• [What you have to do]: Find all lines in the listing that include the word "assert", then copy them.

• [Dataset extract]:
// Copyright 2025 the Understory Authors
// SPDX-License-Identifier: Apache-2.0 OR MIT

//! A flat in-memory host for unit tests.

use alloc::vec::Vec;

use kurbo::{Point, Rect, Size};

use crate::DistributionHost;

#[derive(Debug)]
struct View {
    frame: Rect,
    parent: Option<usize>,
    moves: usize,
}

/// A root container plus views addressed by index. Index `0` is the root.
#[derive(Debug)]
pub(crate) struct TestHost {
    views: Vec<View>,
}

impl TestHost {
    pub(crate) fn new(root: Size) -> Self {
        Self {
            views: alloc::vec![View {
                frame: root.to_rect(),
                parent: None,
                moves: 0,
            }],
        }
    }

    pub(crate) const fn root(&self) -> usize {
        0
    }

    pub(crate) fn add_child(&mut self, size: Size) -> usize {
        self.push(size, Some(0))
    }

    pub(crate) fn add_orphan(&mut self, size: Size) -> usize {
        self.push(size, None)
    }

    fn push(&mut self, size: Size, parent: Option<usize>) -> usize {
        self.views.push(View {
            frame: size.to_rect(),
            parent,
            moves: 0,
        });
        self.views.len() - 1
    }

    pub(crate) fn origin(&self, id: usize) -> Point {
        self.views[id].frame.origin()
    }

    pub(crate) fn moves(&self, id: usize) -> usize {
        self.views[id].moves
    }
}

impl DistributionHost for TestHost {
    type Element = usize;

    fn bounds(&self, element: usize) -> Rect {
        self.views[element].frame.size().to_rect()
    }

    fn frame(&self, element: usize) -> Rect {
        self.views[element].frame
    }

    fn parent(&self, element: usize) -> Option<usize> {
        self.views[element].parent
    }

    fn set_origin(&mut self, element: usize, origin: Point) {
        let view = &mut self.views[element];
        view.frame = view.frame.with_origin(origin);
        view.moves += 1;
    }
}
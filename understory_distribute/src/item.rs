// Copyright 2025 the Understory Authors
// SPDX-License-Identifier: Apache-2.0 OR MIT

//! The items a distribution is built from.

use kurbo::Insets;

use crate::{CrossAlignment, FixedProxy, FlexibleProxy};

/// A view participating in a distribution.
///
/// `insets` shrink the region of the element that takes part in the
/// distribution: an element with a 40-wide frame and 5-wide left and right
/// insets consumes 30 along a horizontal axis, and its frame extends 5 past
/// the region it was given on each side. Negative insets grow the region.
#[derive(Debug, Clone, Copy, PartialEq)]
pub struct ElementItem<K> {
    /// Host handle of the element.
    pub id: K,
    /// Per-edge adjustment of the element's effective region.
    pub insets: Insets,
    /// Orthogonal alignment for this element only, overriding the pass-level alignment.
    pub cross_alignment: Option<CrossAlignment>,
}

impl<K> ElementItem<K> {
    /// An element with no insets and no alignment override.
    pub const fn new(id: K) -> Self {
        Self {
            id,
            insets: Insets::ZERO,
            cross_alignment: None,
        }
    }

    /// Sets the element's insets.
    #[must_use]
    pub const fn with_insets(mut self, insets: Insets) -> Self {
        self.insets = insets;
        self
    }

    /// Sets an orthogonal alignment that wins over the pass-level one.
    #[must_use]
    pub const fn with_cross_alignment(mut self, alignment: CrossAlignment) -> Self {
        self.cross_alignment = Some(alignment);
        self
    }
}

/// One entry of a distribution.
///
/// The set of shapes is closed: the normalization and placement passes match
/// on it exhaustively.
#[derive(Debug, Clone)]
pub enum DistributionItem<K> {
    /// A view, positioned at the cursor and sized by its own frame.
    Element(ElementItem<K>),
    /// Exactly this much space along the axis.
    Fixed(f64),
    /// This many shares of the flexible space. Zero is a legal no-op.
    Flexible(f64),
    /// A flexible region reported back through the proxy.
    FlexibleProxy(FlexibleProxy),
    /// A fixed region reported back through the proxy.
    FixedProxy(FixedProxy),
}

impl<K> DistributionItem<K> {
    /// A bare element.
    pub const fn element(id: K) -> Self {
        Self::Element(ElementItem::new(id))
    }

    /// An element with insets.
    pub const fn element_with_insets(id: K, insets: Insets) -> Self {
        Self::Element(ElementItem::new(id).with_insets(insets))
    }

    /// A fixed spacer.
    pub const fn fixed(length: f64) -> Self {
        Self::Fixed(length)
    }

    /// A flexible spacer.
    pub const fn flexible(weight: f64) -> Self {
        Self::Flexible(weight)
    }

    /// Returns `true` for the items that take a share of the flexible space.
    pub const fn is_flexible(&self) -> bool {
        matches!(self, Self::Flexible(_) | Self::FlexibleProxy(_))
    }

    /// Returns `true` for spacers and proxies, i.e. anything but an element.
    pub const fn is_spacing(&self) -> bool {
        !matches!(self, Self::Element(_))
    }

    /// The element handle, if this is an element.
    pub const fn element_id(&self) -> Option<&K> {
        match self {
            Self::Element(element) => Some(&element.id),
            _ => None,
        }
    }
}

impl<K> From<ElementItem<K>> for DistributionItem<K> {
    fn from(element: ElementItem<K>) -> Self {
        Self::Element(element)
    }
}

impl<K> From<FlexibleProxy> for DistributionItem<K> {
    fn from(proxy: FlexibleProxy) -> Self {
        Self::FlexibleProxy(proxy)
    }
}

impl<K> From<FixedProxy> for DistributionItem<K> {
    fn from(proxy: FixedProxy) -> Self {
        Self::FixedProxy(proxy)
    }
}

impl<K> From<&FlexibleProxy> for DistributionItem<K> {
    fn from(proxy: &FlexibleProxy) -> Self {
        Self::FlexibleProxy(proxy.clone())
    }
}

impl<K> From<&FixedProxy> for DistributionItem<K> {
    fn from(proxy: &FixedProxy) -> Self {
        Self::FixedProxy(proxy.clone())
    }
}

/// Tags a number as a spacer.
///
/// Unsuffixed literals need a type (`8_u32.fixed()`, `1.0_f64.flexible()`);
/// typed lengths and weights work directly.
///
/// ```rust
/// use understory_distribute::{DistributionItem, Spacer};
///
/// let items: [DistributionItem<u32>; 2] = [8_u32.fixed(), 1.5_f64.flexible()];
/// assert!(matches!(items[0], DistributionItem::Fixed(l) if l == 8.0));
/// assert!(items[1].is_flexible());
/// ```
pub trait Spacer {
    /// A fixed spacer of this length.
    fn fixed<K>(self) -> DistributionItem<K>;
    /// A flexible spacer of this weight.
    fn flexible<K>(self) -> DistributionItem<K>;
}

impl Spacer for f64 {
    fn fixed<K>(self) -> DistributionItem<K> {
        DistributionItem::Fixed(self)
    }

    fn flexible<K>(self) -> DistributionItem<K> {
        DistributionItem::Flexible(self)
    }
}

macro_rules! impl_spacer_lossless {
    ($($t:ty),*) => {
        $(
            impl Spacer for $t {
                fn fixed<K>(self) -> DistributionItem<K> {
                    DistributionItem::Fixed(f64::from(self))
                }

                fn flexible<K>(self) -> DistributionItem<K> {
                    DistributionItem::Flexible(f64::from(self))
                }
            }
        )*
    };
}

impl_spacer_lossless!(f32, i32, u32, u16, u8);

• [Answer space]:
/// assert!(matches!(items[0], DistributionItem::Fixed(l) if l == 8.0));
/// assert!(items[1].is_flexible());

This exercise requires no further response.